Work to complete
Give back exactly the lines of the entries below from the line with "(a.line, b.line)" to the line with "a line again", inclusive, and only those.

-------- Records for processing

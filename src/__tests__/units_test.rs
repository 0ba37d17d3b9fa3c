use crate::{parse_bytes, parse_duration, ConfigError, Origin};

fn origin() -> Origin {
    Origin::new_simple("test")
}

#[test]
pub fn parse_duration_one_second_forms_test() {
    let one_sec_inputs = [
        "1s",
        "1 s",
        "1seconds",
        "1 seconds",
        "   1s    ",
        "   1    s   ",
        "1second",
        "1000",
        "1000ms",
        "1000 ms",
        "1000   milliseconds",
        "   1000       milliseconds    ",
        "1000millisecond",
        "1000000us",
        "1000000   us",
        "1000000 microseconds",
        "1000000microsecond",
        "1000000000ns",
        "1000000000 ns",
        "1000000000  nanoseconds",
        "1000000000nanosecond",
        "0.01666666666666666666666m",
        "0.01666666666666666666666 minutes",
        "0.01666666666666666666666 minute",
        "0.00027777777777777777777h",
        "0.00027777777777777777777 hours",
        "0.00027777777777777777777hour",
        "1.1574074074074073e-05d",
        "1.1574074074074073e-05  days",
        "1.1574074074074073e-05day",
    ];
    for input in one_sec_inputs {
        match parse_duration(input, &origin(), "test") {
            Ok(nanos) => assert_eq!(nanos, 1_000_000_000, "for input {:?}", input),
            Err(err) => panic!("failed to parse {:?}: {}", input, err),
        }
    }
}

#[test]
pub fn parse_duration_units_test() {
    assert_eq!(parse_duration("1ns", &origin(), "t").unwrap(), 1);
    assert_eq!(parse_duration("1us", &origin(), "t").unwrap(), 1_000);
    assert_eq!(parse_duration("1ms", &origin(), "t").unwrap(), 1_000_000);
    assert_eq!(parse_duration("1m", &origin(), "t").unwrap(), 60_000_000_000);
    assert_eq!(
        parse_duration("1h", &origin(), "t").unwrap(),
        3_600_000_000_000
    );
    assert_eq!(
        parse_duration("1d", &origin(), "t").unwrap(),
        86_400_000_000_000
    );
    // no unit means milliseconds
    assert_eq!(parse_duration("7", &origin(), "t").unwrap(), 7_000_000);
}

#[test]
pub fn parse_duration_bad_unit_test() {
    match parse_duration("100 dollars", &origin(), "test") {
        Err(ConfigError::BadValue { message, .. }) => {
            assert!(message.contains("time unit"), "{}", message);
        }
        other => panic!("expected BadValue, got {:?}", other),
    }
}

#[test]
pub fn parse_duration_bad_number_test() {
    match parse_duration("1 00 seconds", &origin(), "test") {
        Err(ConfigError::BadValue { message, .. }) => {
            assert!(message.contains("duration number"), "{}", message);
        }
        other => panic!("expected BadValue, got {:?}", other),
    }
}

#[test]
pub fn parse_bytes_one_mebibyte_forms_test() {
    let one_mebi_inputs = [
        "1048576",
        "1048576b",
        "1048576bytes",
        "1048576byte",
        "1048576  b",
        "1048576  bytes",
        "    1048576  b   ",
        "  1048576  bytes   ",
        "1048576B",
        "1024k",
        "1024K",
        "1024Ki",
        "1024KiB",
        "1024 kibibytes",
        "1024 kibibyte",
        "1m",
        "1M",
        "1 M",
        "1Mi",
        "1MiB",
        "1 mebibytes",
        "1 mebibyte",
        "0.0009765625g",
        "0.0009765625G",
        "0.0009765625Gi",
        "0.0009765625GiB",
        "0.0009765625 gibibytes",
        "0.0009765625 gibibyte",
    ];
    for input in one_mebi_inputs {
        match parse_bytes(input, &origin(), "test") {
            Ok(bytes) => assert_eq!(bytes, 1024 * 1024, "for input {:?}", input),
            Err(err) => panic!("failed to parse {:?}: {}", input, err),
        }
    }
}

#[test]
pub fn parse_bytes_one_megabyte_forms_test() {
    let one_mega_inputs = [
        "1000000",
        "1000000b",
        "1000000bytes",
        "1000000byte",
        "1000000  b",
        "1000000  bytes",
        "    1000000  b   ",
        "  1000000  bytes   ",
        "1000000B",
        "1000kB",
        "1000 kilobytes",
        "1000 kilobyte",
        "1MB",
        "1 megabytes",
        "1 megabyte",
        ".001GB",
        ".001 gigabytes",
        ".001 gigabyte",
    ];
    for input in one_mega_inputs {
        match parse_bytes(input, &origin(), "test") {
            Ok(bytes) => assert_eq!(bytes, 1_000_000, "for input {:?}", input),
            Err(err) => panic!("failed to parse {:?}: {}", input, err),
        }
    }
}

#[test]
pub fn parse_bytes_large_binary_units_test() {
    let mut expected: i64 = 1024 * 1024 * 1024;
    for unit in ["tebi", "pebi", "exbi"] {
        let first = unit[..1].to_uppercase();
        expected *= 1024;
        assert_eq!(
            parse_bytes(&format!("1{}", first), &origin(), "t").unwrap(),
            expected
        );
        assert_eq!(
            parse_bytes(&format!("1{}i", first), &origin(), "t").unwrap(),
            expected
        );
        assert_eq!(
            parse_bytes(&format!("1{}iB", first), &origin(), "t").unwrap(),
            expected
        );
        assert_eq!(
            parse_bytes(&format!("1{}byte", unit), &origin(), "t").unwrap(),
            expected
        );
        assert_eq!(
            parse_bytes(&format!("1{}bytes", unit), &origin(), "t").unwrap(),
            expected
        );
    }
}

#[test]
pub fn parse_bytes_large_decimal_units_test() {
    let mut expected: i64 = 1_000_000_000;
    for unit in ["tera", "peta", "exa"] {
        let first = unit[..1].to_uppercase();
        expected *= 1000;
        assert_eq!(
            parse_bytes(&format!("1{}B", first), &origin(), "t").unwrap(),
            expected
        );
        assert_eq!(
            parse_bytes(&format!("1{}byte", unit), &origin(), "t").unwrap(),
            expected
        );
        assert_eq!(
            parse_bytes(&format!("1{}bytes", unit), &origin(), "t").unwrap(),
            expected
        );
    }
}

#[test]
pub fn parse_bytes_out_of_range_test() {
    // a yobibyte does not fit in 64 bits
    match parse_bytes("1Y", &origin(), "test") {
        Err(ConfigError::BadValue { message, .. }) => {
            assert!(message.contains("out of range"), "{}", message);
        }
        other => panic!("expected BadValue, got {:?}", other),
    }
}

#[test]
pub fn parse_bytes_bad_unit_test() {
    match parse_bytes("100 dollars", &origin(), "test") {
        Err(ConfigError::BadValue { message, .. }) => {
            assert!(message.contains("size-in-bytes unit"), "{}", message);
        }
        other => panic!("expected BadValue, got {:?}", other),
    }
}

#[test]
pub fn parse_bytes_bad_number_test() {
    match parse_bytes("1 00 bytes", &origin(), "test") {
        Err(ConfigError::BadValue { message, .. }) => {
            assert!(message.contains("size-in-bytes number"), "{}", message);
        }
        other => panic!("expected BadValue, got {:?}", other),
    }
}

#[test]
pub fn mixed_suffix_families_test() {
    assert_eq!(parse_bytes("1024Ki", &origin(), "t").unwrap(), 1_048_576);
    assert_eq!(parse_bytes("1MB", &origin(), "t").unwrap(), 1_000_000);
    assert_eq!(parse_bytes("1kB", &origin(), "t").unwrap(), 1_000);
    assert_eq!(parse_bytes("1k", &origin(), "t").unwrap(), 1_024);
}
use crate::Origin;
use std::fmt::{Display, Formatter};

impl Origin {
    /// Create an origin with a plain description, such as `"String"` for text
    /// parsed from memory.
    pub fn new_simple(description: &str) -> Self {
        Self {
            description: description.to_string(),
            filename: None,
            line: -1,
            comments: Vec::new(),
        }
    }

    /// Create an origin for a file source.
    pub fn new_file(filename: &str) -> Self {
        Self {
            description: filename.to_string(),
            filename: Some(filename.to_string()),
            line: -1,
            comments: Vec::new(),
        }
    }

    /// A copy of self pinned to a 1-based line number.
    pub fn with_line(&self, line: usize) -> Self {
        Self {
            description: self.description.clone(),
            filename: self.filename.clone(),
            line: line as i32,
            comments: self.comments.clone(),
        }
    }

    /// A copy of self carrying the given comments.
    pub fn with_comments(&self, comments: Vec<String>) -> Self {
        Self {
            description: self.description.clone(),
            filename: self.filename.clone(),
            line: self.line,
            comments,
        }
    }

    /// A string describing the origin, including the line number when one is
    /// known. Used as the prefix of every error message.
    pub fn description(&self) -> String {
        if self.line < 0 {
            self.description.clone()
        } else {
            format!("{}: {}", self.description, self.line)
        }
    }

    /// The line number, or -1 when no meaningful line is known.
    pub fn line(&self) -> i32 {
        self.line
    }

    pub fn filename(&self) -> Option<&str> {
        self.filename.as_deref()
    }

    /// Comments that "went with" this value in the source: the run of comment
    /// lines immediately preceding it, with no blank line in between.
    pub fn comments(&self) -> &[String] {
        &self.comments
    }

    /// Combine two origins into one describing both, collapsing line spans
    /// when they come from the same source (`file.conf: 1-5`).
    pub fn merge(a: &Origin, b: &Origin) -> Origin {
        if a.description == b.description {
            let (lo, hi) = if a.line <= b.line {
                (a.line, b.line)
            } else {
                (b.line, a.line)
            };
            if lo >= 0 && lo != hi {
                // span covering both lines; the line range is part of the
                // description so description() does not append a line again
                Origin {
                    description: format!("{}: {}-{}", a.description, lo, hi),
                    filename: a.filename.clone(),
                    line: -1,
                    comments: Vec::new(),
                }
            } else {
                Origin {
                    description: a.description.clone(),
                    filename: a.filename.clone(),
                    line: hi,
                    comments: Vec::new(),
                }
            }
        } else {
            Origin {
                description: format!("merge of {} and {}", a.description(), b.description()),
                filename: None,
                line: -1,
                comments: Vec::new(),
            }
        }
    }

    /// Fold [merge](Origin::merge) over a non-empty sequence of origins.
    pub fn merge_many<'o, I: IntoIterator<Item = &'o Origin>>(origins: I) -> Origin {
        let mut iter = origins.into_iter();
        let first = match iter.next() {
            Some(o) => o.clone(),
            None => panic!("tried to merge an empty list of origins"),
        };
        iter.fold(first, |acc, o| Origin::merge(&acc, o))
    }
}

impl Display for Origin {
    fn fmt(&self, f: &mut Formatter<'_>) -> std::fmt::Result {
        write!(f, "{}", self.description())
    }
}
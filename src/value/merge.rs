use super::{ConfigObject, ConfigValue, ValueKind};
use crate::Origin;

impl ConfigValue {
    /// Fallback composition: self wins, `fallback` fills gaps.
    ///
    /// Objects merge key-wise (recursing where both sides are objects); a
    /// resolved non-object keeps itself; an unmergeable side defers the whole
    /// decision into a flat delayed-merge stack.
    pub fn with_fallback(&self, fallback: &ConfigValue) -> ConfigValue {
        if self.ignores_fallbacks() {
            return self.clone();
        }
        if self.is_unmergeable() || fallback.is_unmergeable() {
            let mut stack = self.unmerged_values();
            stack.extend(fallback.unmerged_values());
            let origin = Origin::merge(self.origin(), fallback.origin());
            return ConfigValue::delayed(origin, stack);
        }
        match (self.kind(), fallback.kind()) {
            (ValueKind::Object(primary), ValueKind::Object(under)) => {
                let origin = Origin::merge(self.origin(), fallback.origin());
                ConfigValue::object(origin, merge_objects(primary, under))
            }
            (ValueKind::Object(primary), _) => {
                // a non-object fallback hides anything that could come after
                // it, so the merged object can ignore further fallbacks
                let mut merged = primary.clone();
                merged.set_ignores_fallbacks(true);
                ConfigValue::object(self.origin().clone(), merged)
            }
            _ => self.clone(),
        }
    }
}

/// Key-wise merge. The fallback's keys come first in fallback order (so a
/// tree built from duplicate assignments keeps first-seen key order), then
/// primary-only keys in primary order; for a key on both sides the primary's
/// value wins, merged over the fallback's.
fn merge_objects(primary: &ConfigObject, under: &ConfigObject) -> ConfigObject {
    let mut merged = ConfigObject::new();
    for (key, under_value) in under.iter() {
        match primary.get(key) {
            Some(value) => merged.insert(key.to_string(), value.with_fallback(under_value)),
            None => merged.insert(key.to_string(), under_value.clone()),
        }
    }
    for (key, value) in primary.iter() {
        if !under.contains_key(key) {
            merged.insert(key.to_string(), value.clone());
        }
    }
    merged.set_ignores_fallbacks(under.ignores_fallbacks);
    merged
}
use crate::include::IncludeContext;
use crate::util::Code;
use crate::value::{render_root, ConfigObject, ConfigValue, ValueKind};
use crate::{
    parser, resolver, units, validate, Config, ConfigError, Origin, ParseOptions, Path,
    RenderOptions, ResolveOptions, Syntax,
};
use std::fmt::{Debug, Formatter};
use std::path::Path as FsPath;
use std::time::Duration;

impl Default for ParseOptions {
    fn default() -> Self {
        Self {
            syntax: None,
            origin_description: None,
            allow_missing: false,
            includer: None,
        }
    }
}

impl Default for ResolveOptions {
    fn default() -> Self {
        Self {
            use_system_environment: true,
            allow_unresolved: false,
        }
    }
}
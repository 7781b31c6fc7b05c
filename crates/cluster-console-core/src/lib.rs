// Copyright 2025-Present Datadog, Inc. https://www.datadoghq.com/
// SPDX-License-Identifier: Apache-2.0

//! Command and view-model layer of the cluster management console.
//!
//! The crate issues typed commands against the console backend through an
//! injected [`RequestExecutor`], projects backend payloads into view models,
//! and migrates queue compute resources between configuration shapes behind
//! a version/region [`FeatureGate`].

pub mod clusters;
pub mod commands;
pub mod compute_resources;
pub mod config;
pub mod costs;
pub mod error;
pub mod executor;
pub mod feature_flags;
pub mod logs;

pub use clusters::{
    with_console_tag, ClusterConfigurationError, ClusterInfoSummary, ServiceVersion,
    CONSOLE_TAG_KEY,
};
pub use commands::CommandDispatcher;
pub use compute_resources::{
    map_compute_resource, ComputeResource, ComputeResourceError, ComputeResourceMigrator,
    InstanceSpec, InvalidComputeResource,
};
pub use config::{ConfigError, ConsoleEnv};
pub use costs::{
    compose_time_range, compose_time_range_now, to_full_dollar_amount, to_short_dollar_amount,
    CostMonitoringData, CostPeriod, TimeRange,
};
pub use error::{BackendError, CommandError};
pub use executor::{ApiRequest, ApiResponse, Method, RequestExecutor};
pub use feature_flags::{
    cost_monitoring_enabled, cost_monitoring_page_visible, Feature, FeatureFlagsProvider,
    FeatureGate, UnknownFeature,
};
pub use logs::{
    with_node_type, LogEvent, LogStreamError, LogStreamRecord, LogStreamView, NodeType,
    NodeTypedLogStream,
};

----------------

Finished task
                (a.line, b.line)
            } else {
                (b.line, a.line)
            };
            if lo >= 0 && lo != hi {
                // span covering both lines; the line range is part of the
                // description so description() does not append a line again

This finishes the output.